La sentenza dei diplomati magistrali è anche un indice del cambiamento di clima. Infatti come categoria, i diplomati magistrale, non è che si siano particolarmente mobilitati, ponendo a mio avviso, come altre categorie di precari, troppa fiducia nei ricorsi e nelle aule di tribunale. La giustizia dello stato italiano non può non essere suscettibile ai reali rapporti di forza, e tenerne conto anche nelle proprie sentenze. L’aver privilegiato l’aspetto legale a discapito della mobilitazione ha avuto il suo peso anche nella sentenza finale. Se poi questa è in contrasto con altre sentenze, è anche vero che sono passati due anni; se il 2015 era l’anno delle grandi mobilitazioni contro la 107, il 2017 è stato un anno di riflusso e assenza di un piano di conflitto adeguato. Gli organi giudiziari, usualmente strumento del dominio di classe, non possono ignorare i rapporti di forza. Il diritto del lavoro è una cristallizzazione di questi rapporti, ed essendo questi dinamici, lo sono altrettanto le sentenze di tribunale.

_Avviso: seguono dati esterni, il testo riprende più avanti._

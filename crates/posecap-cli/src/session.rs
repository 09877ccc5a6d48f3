//! Capture session: drives the wizard from live frames for as long as the
//! capture view is open.
//!
//! The session owns the [`LiveStream`]. Every way out of [`run`] (completion,
//! cancellation, camera loss, detector failure) drops it, which stops the
//! pump and closes the device.

use crate::config::Config;
use posecap_core::{
    observe, CaptureDue, CaptureStep, CapturedImage, Detector, ModelError, ModelState, Observation,
    Orientation, OrientationThresholds, Phase, SharedModel, StepState, Wizard, WizardConfig,
};
use posecap_hw::{capture_frame, CameraError, EncodedImage, Frame, LiveStream};
use serde::Serialize;
use std::future::Future;
use std::sync::Arc;
use std::time::Instant;
use tokio::sync::{mpsc, watch};
use tokio_util::sync::CancellationToken;

/// A line of user input, as the presentation layer understood it.
#[derive(Debug, Clone, Copy, PartialEq, Eq)]
pub enum UserInput {
    /// Enter: capture now, or accept a prompt.
    Capture,
    Quit,
}

/// How a capture session ended.
#[derive(Debug)]
pub enum SessionOutcome {
    Completed(Vec<CapturedImage<EncodedImage>>),
    Cancelled,
    CameraUnavailable(String),
    DetectionUnavailable(String),
}

impl SessionOutcome {
    /// Whether starting another session can succeed without restarting the
    /// process. A failed model load is remembered for the process lifetime.
    pub fn is_retryable(&self) -> bool {
        matches!(self, Self::CameraUnavailable(_))
    }
}

/// Session parameters derived from the application config.
#[derive(Debug, Clone)]
pub struct SessionSettings {
    pub steps: Vec<CaptureStep>,
    pub wizard: WizardConfig,
    pub thresholds: OrientationThresholds,
    pub ungated_fallback: bool,
}

impl SessionSettings {
    pub fn from_config(config: &Config) -> Self {
        Self {
            steps: config.capture_steps(),
            wizard: config.wizard_config(),
            thresholds: config.thresholds(),
            ungated_fallback: config.allows_ungated_fallback(),
        }
    }
}

/// Snapshot of the session, published on every change.
#[derive(Debug, Clone, PartialEq, Serialize)]
pub struct SessionStatus {
    pub phase: Phase,
    pub step: Option<usize>,
    pub total_steps: usize,
    pub instruction: Option<String>,
    pub required: Option<Orientation>,
    pub observation: Observation,
    pub model: ModelState,
    pub gated: bool,
    pub auto_capture: bool,
    pub capture_enabled: bool,
    /// Whole seconds left on the pending automatic capture.
    pub countdown_secs: Option<u64>,
    pub captured: usize,
    pub camera_error: Option<String>,
    pub notice: Option<String>,
}

impl SessionStatus {
    /// Status before the session has started.
    pub fn idle(total_steps: usize) -> Self {
        Self {
            phase: Phase::AwaitingModel,
            step: None,
            total_steps,
            instruction: None,
            required: None,
            observation: Observation::NO_FACE,
            model: ModelState::Uninitialized,
            gated: true,
            auto_capture: true,
            capture_enabled: false,
            countdown_secs: None,
            captured: 0,
            camera_error: None,
            notice: None,
        }
    }

    /// The step is waiting on its hold timer.
    pub fn is_counting_down(&self) -> bool {
        matches!(self.phase, Phase::Step { state: StepState::CountingDown, .. })
    }

    pub fn is_captured(&self) -> bool {
        matches!(self.phase, Phase::Step { state: StepState::Captured, .. })
    }
}

struct Driver<'a> {
    wizard: Wizard<EncodedImage>,
    model: ModelState,
    camera_error: Option<String>,
    notice: Option<String>,
    status: &'a watch::Sender<SessionStatus>,
}

impl Driver<'_> {
    fn snapshot(&self, now: Instant) -> SessionStatus {
        let step = self.wizard.current_step();
        SessionStatus {
            phase: self.wizard.phase(),
            step: step.map(|s| s.index),
            total_steps: self.wizard.steps().len(),
            instruction: step.map(|s| s.instruction.clone()),
            required: step.map(|s| s.pose.orientation()),
            observation: self.wizard.last_observation(),
            model: self.model,
            gated: self.wizard.is_gated(),
            auto_capture: self.wizard.config().auto_capture,
            capture_enabled: self.wizard.capture_enabled(),
            countdown_secs: self.wizard.deadline().map(|d| {
                let left = d.saturating_duration_since(now);
                left.as_millis().div_ceil(1000) as u64
            }),
            captured: self.wizard.captured().len(),
            camera_error: self.camera_error.clone(),
            notice: self.notice.clone(),
        }
    }

    fn publish(&self) {
        let next = self.snapshot(Instant::now());
        self.status.send_if_modified(|current| {
            if *current == next {
                return false;
            }
            *current = next;
            true
        });
    }

    fn capture(&mut self, stream: &LiveStream, due: CaptureDue) {
        match capture_frame(stream) {
            Ok(image) => {
                self.notice = None;
                if let Err(e) = self.wizard.record(image) {
                    tracing::warn!(step = due.step_index, error = %e, "capture was not recorded");
                }
            }
            Err(e) => {
                tracing::warn!(step = due.step_index, error = %e, "capture failed");
                self.notice = Some(format!("Capture failed: {e}"));
                self.wizard.capture_failed();
            }
        }
    }

    fn fail_camera(&mut self, message: String) -> SessionOutcome {
        self.wizard.cancel();
        self.camera_error = Some(message.clone());
        self.publish();
        SessionOutcome::CameraUnavailable(message)
    }
}

/// Run one pass of the capture wizard.
///
/// `open_camera` runs on a blocking worker. `model` resolves to the loaded
/// detector; a failed load either ends the session or, when the settings
/// allow it, falls back to ungated manual capture.
pub async fn run<D, C, M>(
    settings: &SessionSettings,
    open_camera: C,
    model: M,
    input: &mut mpsc::Receiver<UserInput>,
    status: &watch::Sender<SessionStatus>,
    cancel: CancellationToken,
) -> anyhow::Result<SessionOutcome>
where
    D: Detector + 'static,
    C: FnOnce() -> Result<LiveStream, CameraError> + Send + 'static,
    M: Future<Output = Result<SharedModel<D>, ModelError>>,
{
    let mut driver = Driver {
        wizard: Wizard::new(settings.steps.clone(), settings.wizard)?,
        model: ModelState::Loading,
        camera_error: None,
        notice: None,
        status,
    };
    driver.publish();

    let opened = tokio::select! {
        _ = cancel.cancelled() => return Ok(SessionOutcome::Cancelled),
        opened = tokio::task::spawn_blocking(open_camera) => opened,
    };
    let stream = match opened {
        Ok(Ok(stream)) => stream,
        Ok(Err(e)) => {
            tracing::error!(error = %e, unavailable = e.is_unavailable(), "camera could not be opened");
            return Ok(driver.fail_camera(e.to_string()));
        }
        Err(join) => return Ok(driver.fail_camera(format!("camera task failed: {join}"))),
    };

    let loaded = tokio::select! {
        _ = cancel.cancelled() => return Ok(SessionOutcome::Cancelled),
        Some(UserInput::Quit) = input.recv() => return Ok(SessionOutcome::Cancelled),
        loaded = model => loaded,
    };
    let detector = match loaded {
        Ok(detector) => {
            driver.model = ModelState::Ready;
            driver.wizard.on_model_ready();
            Some(detector)
        }
        Err(e) if settings.ungated_fallback => {
            tracing::warn!(error = %e, "continuing without face detection");
            driver.model = ModelState::Failed;
            driver.notice = Some("Face detection unavailable; capture manually.".into());
            driver.wizard.start_ungated();
            None
        }
        Err(e) => {
            driver.model = ModelState::Failed;
            driver.notice = Some(e.to_string());
            driver.publish();
            return Ok(SessionOutcome::DetectionUnavailable(e.to_string()));
        }
    };
    driver.publish();

    let mut frames = stream.subscribe();
    loop {
        let deadline = driver.wizard.deadline();
        let wake_at = tokio::time::Instant::from_std(deadline.unwrap_or_else(Instant::now));

        tokio::select! {
            _ = cancel.cancelled() => {
                driver.wizard.cancel();
                tracing::info!("capture session cancelled");
                return Ok(SessionOutcome::Cancelled);
            }
            changed = frames.changed() => {
                if changed.is_err() {
                    return Ok(driver.fail_camera("camera stopped producing frames".into()));
                }
                let frame = frames.borrow_and_update().clone();
                if let (Some(frame), Some(detector)) = (frame, detector.as_ref()) {
                    let observation = detect(detector, frame, settings.thresholds).await;
                    driver.wizard.observe(observation, Instant::now());
                }
            }
            Some(request) = input.recv() => match request {
                UserInput::Quit => {
                    driver.wizard.cancel();
                    return Ok(SessionOutcome::Cancelled);
                }
                UserInput::Capture => match driver.wizard.request_capture() {
                    Ok(due) => driver.capture(&stream, due),
                    Err(e) => {
                        tracing::debug!(error = %e, "capture request ignored");
                        if driver.wizard.config().auto_capture {
                            driver.notice = Some("Capture is automatic; hold the pose.".into());
                        }
                    }
                },
            },
            _ = tokio::time::sleep_until(wake_at), if deadline.is_some() => {}
        }

        if let Some(due) = driver.wizard.poll(Instant::now()) {
            driver.capture(&stream, due);
        }
        driver.publish();

        if let Some(captures) = driver.wizard.take_captures() {
            tracing::info!(count = captures.len(), "capture set complete");
            return Ok(SessionOutcome::Completed(captures));
        }
    }
}

/// Detect on a blocking worker. Detector errors count as no face.
async fn detect<D: Detector + 'static>(
    detector: &SharedModel<D>,
    frame: Arc<Frame>,
    thresholds: OrientationThresholds,
) -> Observation {
    if frame.is_dark {
        return Observation::NO_FACE;
    }
    let detector = Arc::clone(detector);
    let result = tokio::task::spawn_blocking(move || {
        let mut detector = match detector.lock() {
            Ok(guard) => guard,
            Err(poisoned) => poisoned.into_inner(),
        };
        observe(&mut *detector, &frame.data, frame.width, frame.height, &thresholds)
    })
    .await;

    match result {
        Ok(Ok(observation)) => observation,
        Ok(Err(e)) => {
            tracing::warn!(error = %e, "detection failed");
            Observation::NO_FACE
        }
        Err(e) => {
            tracing::warn!(error = %e, "detection task failed");
            Observation::NO_FACE
        }
    }
}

Se un fatto positivo si può trovare in questi ultimi eventi senz’altro potrebbe essere la rinascita di un movimento della scuola ormai un po’ asfittico, che potrebbe ripartire da questa lotta appena avviata. Bene hanno fatto i COBAS a lanciare dei percorsi locali finalizzati ad un’assemblea nazionale. Perché il conflitto possa svilupparsi in tutta la sua forza però devono essere i lavoratori a farlo proprio, ad uscire dalla passività e dalla logica del ricorso, della delega alle strutture sindacali, per avviare un proprio protagonismo. Inoltre è fondamentale che la questione non rimanga vincolata solo ai diplomati magistrali, settore per quanto numeroso abbastanza piccolo nel mondo complessivo della scuola, ma che veda uniti, a partire dai precari, tutti i lavoratori del settore per rilanciare un’altra idea di scuola e della propria funzione di lavoratori. Perché il movimento possa crescere è necessario che le avanguardie organizzate non abbiano una visione ristretta finalizzata alla crescita della propria parrocchietta, ma che riescano a fare un lavoro di sintesi collettiva e a muoversi in un’unica direzione per lo sviluppo del movimento di classe. Se Potere al Popolo andrà in questo senso, allora potrà assolvere ad un fondamentale compito storico, di ricomposizione delle avanguardie e della classe, mediante la crescita del conflitto sociale.
Note
[1] SAESE, organizzazione sindacale sconosciuta ai più, che aveva indetto lo sciopero per permettere la manifestazione nazionale delle associazioni dei precari MIDA e ADIDA, a cui hanno aderito CUB, COBAS e ANIEF.
[2] Nell’ultimo aggiornamento delle graduatorie di circolo e di istituto dell’estate scorsa si sono iscritti circa 700.000 persone nelle graduatorie di seconda e terza fascia. E altri precari, che non hanno rispettato i termini per iscriversi alle graduatorie, hanno inviato ai dirigenti dei diversi istituti la domanda di messa a disposizione.
[3] TFA e PAS sono le sigle di alcuni percorsi abilitanti, rispettivamente Tirocinio Formativo Attivo e Percorsi Abilitanti Speciali.